The early literature on the safety of acupuncture consisted entirely of case reports. Rampes and James summarised all case reports between 1966 and 1993, finding 395 instances of complications.2 Many were minor, such as bruising or fainting, but 216 were serious, including several cases of pneumothorax and injury to the spinal cord. Only one death due to acupuncture was reported, in which a needle penetrated the pericardium. As the acupuncture was self administered, however, this perhaps falls outside the usual definition of adverse events, straying into the territory of domestic injury or deliberate self harm. In 1995 a survey in Norway found that 12% of doctors and 31% of acupuncturists had encountered adverse effects of acupuncture in their practice, including pneumothorax, nerve injury, infections, nausea and vomiting, and fainting.3 However, there was little indication of the period over which events were reported or the frequency with which complications occurred. More recently further cases of potentially life threatening complications have been reported.4
Important though such case reports and informal surveys are in flagging up problems, they are limited by the absence of denominator information. Assessing the degree of risk requires knowledge of both frequency and severity of the hazard.
Complications are rare and transient
Two reports in this week's issue are the first to systematically examine both the rate and nature of adverse effects of acupuncture (pp 485, 486).5,6 Both suggest that the rate of complications is remarkably low and that most complications are transient, lasting two weeks at most. In total the two reports cover over 66 000 treatments given by doctors, physiotherapists, and traditional acupuncturists, with little obvious difference in either the type or rate of complications between the different groups.
What limitations do these reports have? Firstly, as with any incident reporting system, the actual incidence of adverse events is probably higher than reported. Nevertheless, these studies were of relatively short duration and it is reasonable to suppose that most adverse events reported by patients would have been passed on by the practitioner to the investigators. Anonymous reports were permitted, thus reducing any disincentive to reporting serious events. The surveys are restricted to immediate complications of treatment, so longer term deleterious effects on the patient's condition or interactions with concurrent treatments would probably not have been identified.

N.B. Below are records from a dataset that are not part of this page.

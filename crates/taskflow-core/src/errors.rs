//! Errores terminales de un step (simples por ahora).

use serde::{Deserialize, Serialize};
use thiserror::Error;

/// Causa terminal de un step que no llegó a `Succeeded`.
///
/// Los fallos nunca cruzan la frontera cola/driver como panics: se exponen
/// a través de los callbacks del step, de los eventos del bus y del estado
/// terminal del propio step.
#[derive(Debug, Error, Clone, PartialEq, Eq, Serialize, Deserialize)]
pub enum StepError {
    /// La acción del step devolvió un error. No se reintenta.
    #[error("action failed: {0}")]
    ActionFailed(String),
    /// La condición no se cumplió dentro del presupuesto de tiempo del step.
    /// No se reintenta: representa una espera sin cota, no un error recuperable.
    #[error("condition did not become true within the step timeout")]
    ConditionTimeout,
    /// La condición no se cumplió dentro del número máximo de intentos.
    #[error("condition did not become true within {attempts} attempts")]
    RetriesExhausted { attempts: u32 },
    /// Cancelado por una operación de control externa (`stop`/`skip_current`).
    #[error("cancelled by an external control operation")]
    Cancelled,
}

The absence of serious adverse events is reassuring, but it is important to note the characteristics of the population surveyed. The participants in these surveys would all have received training in acupuncture and be members of professional associations who have chosen to give a high priority to professional standards and patient safety. With many of the earlier case reports, from around the world, the training and experience of the acupuncturist was unclear. Rampes and James pointed out that many of the problems in their case series could easily have been avoided by a competent practitioner.2
Evidence of benefit is rare too
The conclusion that acupuncture is a very safe intervention in the hands of a competent practitioner seems justified on the evidence available. Certainly the dangers of many orthodox procedures are greater, though no easy comparisons can be made. The considerable risks of hospital treatment are becoming apparent,7 but the nature of the conditions treated, the interventions themselves, and the settings are different. A better comparison might be primary care, but the risks of adverse effects in this setting are largely unknown. Rates of adverse drug reactions or prescribing errors in primary care have varied from 0.5% to 6% at community pharmacies.8 While the risks of acupuncture cannot be discounted, it certainly seems, in skilled hands, one of the safer forms of medical intervention.
Yet simply comparing treatments on the basis of their associated risks gives a limited perspective. The balance of risk and benefit is the key for patients and for those regulating or funding health care. As White et al point out, for many conditions the balance of risk and benefit for acupuncture remains to be determined.5 Depressingly, the conclusion of many recent systematic reviews has been similar to the first reviews carried out 15 years ago: conflicting findings and too few studies of too small a size to draw firm conclusions.1,9,10 Nevertheless, trial methods in acupuncture have improved substantially in the past decade, and there is some positive evidence emerging for its efficacy in treating headache and nausea and vomiting.11,12
Most encouragingly, the surveys reported today represent a serious and systematic attempt by acupuncture practitioners to address the issue of patient safety, paralleling the emergence of wider patient safety initiatives in many countries. We have moved a long way from the sterile and hostile debates between critics and advocates of complementary medicine and can look forward to a time when any proposed treatment is evaluated on the basis of its efficacy, risks, likely mechanisms, acceptability, and cost effectiveness regardless of its provenance.